China is quietly revelling in the US’ latest financial crisis

  • The string of bank collapses in the US due to a lack of Fed supervision feeds directly into Beijing’s narrative that American power is in irreversible decline

No two crises are alike. That is true of recent financial upheavals – the Asian financial crisis of the late 1990s, the dot-com crisis of 2000, and the global financial crisis of 2008-09. It is also the case with crises sparked by geostrategic shocks, such as wars, pestilence, famine, and pandemics.

Today, we are witnessing a potentially lethal interplay between these two sources of upheaval: a financial crisis, reflected in the failure of Silicon Valley Bank, and a geostrategic crisis, reflected in the deepening cold war between the United States and China. While the origins of each crisis are different, the outcome of their interaction is likely to be greater than the sum of the parts.

The failure of SVB is symptomatic of a far bigger problem: a US financial system that is woefully unprepared for the return of inflation and the concomitant normalisation of monetary policy. SVB risk managers were in deep denial about such an outcome, and the bank was brought down by sharp losses on its unhedged US$124 billion bond portfolio, triggering a classic bank run by fearful depositors.
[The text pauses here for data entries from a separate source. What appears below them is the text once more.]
//! Workflow events
//!
//! The controller emits one event after each committed mutation of the case
//! record. A status display subscribes, and on each event reads a fresh
//! snapshot. Events are notifications, not a source of truth.

use chrono::{DateTime, Utc};
use serde::{Deserialize, Serialize};

use core_kernel::{CaseId, EventId};

use crate::appeal::AppealKind;
use crate::payload::Verdict;
use crate::stage::WorkflowStage;

/// What changed on the case record
#[derive(Debug, Clone, PartialEq, Serialize, Deserialize)]
#[serde(tag = "event", rename_all = "snake_case")]
pub enum WorkflowEventKind {
    /// The case moved between stages
    StageChanged {
        from: WorkflowStage,
        to: WorkflowStage,
    },

    /// Builder output stored
    ClaimGenerated {
        structured: bool,
    },

    /// Reviewer output stored
    InsuranceCaseRecorded {
        structured: bool,
        strength_score: Option<f64>,
    },

    /// Judge output parsed and stored
    DecisionRecorded {
        verdict: Verdict,
        confidence_score: Option<f64>,
    },

    /// Judge output kept raw; the case halts at JUDGING
    DecisionUnparseable {
        reason: String,
    },

    /// A doctor appeal or insurer counter was appended
    AppealRecorded {
        round: u8,
        kind: AppealKind,
        structured: bool,
    },

    /// The appeals exchange stopped early
    AppealsHalted {
        round: u8,
        kind: AppealKind,
        reason: String,
    },

    /// A stage failed and the case is now FAILED
    StageFailed {
        stage: WorkflowStage,
        message: String,
    },

    /// The record was cleared back to AWAITING_INPUT
    Reset,
}

/// Event envelope
#[derive(Debug, Clone, PartialEq, Serialize, Deserialize)]
pub struct WorkflowEvent {
    pub id: EventId,
    pub case_id: Option<CaseId>,
    /// Record generation the mutation belongs to
    pub generation: u64,
    pub kind: WorkflowEventKind,
    pub timestamp: DateTime<Utc>,
}

impl WorkflowEvent {
    pub fn new(case_id: Option<CaseId>, generation: u64, kind: WorkflowEventKind) -> Self {
        Self {
            id: EventId::new_v7(),
            case_id,
            generation,
            kind,
            timestamp: Utc::now(),
        }
    }
}

#[cfg(test)]
mod tests {
    use super::*;

    #[test]
    fn test_event_kind_is_tagged() {
        let kind = WorkflowEventKind::StageChanged {
            from: WorkflowStage::Judging,
            to: WorkflowStage::Appealing,
        };
        let json = serde_json::to_value(&kind).unwrap();
        assert_eq!(json["event"], "stage_changed");
        assert_eq!(json["to"], "APPEALING");
    }
}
Depositors can hardly be blamed for not doing the due diligence on complex financial institutions they entrust with their assets. That task falls to the Federal Reserve, which, sadly, blew it again.

Starting with reckless monetary accommodation that perpetuated a dangerous string of asset bubbles – from housing to credit – and continuing with the misdiagnosis of post-Covid inflation as “transitory”, the Fed has now made a supervisory error of monumental proportions: it fixated on large banks and overlooked smaller regional banks like SVB, Signature, and First Republic, where accidents were waiting to happen.

This is particularly disheartening in the aftermath of the post-2008 implementation of a new supervisory regime. “What if” stress tests for banks quickly became the gold standard for minimising the risk of financial contagion.

Chair of the US Federal Reserve Jerome Powell speaks in Washington, US on December 14, 2022. Photo: EPA-EFE

Over time, however, stress tests became an exercise in mindless repetition. Big banks built ample cushions of financial capital that all but ruled out systemic failure in the event of a major recessionary shock. A string of Treasury secretaries, Fed chairs, bank CEOs, and even presidents were unanimous in boasting of a US financial system that was in excellent shape.

We should have seen the latest twist coming, because the stress test suffered a major flaw: it had turned into an asymmetrical risk-assessment exercise, examining the performance of large systemically important banks in the event of a hypothetical recession. The Fed staff modelled simulated impacts of sharp declines in global GDP, soaring unemployment, and plunging asset markets – shocks that were presumed to be accompanied by renewed disinflation and falling interest rates.

Of course, this hypothetical shock is precisely the opposite of the interest-rate shock that hit SVB. In its February 2023 stress test report, the Fed conceded that it needed to start thinking more broadly about different shocks, and it allowed for the possibility a recession that was accompanied by higher inflation.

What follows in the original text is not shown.